Francois Villeroy de Galhau said during a radio interview that the 2% level should be reached, adding "that means one important thing: We still have room to lower interest rates."
Inflation in the Eurozone currency area decelerated to 2.2% in March from 2.3% in the prior month, leaving it marginally above the ECB’s target level. Consumer price increases are expected to cool further to 2.1% in the twelve months to April, economists’ predictions of data due out on Thursday showed.
The ECB cut interest rates at latest meeting earlier this month in an attempt to boost a Eurozone economy that was struggling even before the expected hit from U.S. tariffs. Its benchmark deposit rate was slashed by 25 basis points to 2.25%, the seventh reduction in a year, while the rate on its main refinancing operations fell to 2.40% and its marginal lending facility dropped to 2.65%.
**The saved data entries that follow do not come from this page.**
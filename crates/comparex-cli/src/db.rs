//! Database administration commands.

use std::path::{Path, PathBuf};

use clap::Subcommand;

/// Sub-commands available under `db`.
#[derive(Debug, Subcommand)]
pub enum DbCommands {
    /// Check that the database answers
    Ping,
    /// Apply pending migrations
    Migrate,
    /// Upsert the catalog seed file into `products`
    Seed {
        /// Seed file to load (defaults to `COMPAREX_CATALOG_PATH`)
        #[arg(long)]
        file: Option<PathBuf>,
    },
}

pub(crate) async fn run_db_ping(pool: &sqlx::PgPool) -> anyhow::Result<()> {
    comparex_db::ping(pool).await?;
    println!("database ok");
    Ok(())
}

pub(crate) async fn run_db_migrate(pool: &sqlx::PgPool) -> anyhow::Result<()> {
    let applied = comparex_db::run_migrations(pool).await?;
    println!("applied {applied} pending migration(s)");
    Ok(())
}

/// Loads and validates the seed file, then upserts every entry by name in
/// a single transaction.
///
/// # Errors
///
/// Returns an error if the file cannot be read or fails validation, or if
/// the upsert fails. Nothing is written in either case.
pub(crate) async fn run_db_seed(pool: &sqlx::PgPool, path: &Path) -> anyhow::Result<()> {
    let products = comparex_core::load_catalog(path)
        .map_err(|e| anyhow::anyhow!("{}: {e}", path.display()))?;
    tracing::info!(path = %path.display(), count = products.len(), "loaded catalog seed");

    let summary = comparex_db::seed_products(pool, &products).await?;
    println!(
        "seeded {} products ({} inserted, {} updated)",
        products.len(),
        summary.inserted,
        summary.updated
    );
    Ok(())
}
The euro area economy has been building up some resilience against global shocks, the central bank said, but the outlook for growth has deteriorated owing to rising trade tensions.
"Increased uncertainty is likely to reduce confidence among households and firms, and the adverse and volatile market response to the trade tensions is likely to have a tightening impact on financing conditions," the ECB said at the time. "These factors may further weigh on the economic outlook for the euro area."
Markets are widely predicting that the ECB will lower rates once again at their next meeting in June.
Villeroy argued that, with the tariffs seen denting once-solid forecasts for growth in the U.S., Europe now has the opportunity to forge its "economic independence" from America and bolster its role in the global economy.